Откуда-то сбоку, из темноты, из тени, контрастно сгустившейся от огня, на Песьего Царя бросилась уцелевшая собака, поджарая сука с разбухшими, отяжелевшими сосцами, с налета ударила его, развернула лицом к нам; Джалиль, стоявший ближе всех, уже почти изготовившийся к стрельбе, успел среагировать, две или три пули ударили ей в брюхо, окатив Песьего Царя кровью и молоком, но ударили в тот момент, когда клыки ее уже сомкнулись на его горле, вырвали кадык и трахею.
Песий Царь умер мгновенно, осел на землю, и сверху на него навалилась мертвая сука, которая могла броситься на любого из нас, спрятавшись в слитке темноты, сделавшись неразличимой для глаз, «засвеченных» огнем. Но она отомстила ему, Царю, не уберегшему ее детей, и нечто столь отвратительное и откровенное было в ее обнаженных сосцах, в молоке, залившем бушлат Песьего Царя, разбавившем до розоватости кровь, в бледных ее клыках, ощеренных для последнего прыжка, что мы все отвернулись, вглядываясь в угли, в их багровое мерцание. Над мертвым человеком и мертвой собакой висел оставшийся со старых времен лозунг, призывавший заключенных к честному труду.
– Нельзя все так оставлять, – сказал я Марсу. – Тут все начнется заново. Нужно все сжечь. Не только логово, а все целиком. Дотла.
Марс не перечил, сказал только:
– Тут всю страну надо сжечь, – и приказал Мусе и Джалилю искать еще бензин, чтобы облить все бараки.
Тело Песьего Царя и тело убившей его собаки мы оттащили в барак, первым назначенный к сожжению; Данила обошел его с канистрой, плеская на стены, словно очерчивал охранительный круг, чиркнула зажигалка, и пламя побежало в две стороны, перепрыгивая от одной бензиновой кляксы к другой, каждый раз вспыхивая с хлопком, похожим на хлопки знамени на ветру.

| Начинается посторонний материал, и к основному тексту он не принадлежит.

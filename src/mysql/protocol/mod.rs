//! Messages of the connection phase, and the column definitions of the text
//! result set.

pub mod auth_switch_request;
pub mod handshake;
pub mod handshake_response;
pub mod result_set;
pub mod stmt_prepare;
use serde::Serialize;

use crate::error::Result;
use crate::mysql::flags::{CapabilityFlags, StatusFlags};
use crate::mysql::packet::Packet;
use crate::mysql::types::{to_string, ByteCursor};

const RESERVED_LEN: usize = 10;
const MIN_AUTH_PLUGIN_DATA_PART_2_LEN: usize = 13;

/// Initial greeting sent by the server.
///
/// <https://dev.mysql.com/doc/dev/mysql-server/latest/page_protocol_connection_phase_packets_protocol_handshake_v10.html>
#[derive(Debug, Clone, PartialEq, Eq, Serialize)]
pub struct Handshake {
    pub protocol_version: u8,
    pub server_version: String,
    pub thread_id: u32,
    /// Both parts of the scramble, without the trailing NUL.
    pub auth_plugin_data: Vec<u8>,
    pub capability_flags: CapabilityFlags,
    pub character_set: u8,
    pub status_flags: StatusFlags,
    pub auth_plugin_name: Option<String>,
}

impl Handshake {
    pub fn from_packet(packet: &Packet) -> Result<Handshake> {
        let mut cursor = ByteCursor::new(&packet.body);

        let protocol_version = cursor.get_u8()?;
        let server_version = cursor.get_string_null()?;
        let thread_id = cursor.get_u32()?;
        let mut auth_plugin_data = cursor.get_bytes_null()?.to_vec();

        let mut capabilities = u32::from(cursor.get_u16()?);
        let character_set = cursor.get_u8()?;
        let status_flags = StatusFlags::from_wire(cursor.get_u16()?);
        capabilities |= u32::from(cursor.get_u16()?) << 16;
        let capability_flags = CapabilityFlags::from_wire(capabilities);

        let auth_plugin_data_len = cursor.get_u8()? as usize;
        cursor.skip(RESERVED_LEN)?;

        if capability_flags
            .intersects(CapabilityFlags::CLIENT_SECURE_CONNECTION | CapabilityFlags::CLIENT_PLUGIN_AUTH)
        {
            let len = MIN_AUTH_PLUGIN_DATA_PART_2_LEN.max(auth_plugin_data_len.saturating_sub(8));
            let part_2 = cursor.get_bytes(len)?;
            auth_plugin_data.extend_from_slice(part_2.strip_suffix(&[0x00]).unwrap_or(part_2));
        }

        let mut auth_plugin_name = None;
        if capability_flags.contains(CapabilityFlags::CLIENT_PLUGIN_AUTH) {
            // Some server versions forget the terminator.
            auth_plugin_name = Some(match cursor.get_bytes_null() {
                Ok(name) => to_string(name),
                Err(_) => cursor.get_string_rest(),
            });
        }

        Ok(Handshake {
            protocol_version,
            server_version,
            thread_id,
            auth_plugin_data,
            capability_flags,
            character_set,
            status_flags,
            auth_plugin_name,
        })
    }
}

И тут из какой-то щели, где она, испугавшаяся, оглушенная, просидела весь бой, выскочила повариха колонии, – других женщин тут не было, – та, о которой пекся старик, бывший вор. Она все видела, видела, как собака убила Песьего Царя, и я ждал, что она взвоет по-собачьи, упадет наземь, начнет вертеться, перекатываться, бесноваться. Но она заплакала, не зарыдала, а именно заплакала, впустив в себя случившееся только на ту малую долю, которой достаточно для безвольных слез. Сквозь слезы она оглядывалась по сторонам, и я понял, что она видит нечто, недоступное нам: моменты ее жизни с Песьим Царем, точки в памяти, на которых держалась цельность ее мира; она сличает их с тем, что вокруг, а вокруг убитые псы, горящие бараки, мертвый Песий Царь. И было странное ощущение, что мы разрушили нечто, о чем не имели понятия; жуткое, нераздельное существование, где все смешалось в одно: псы, люди, мужчина, женщина, плоть и пища, тело и место, сон и явь. Однако и внутри этого месива было возможно чувство, такое же бесформенное, слипшееся, соединившее в себе и преданность, и ненависть, и любовь, и страх; а теперь это чувство разделялось на части – и распадалось, бесповоротно умирало, ибо не могло существовать вне изначальной слитности.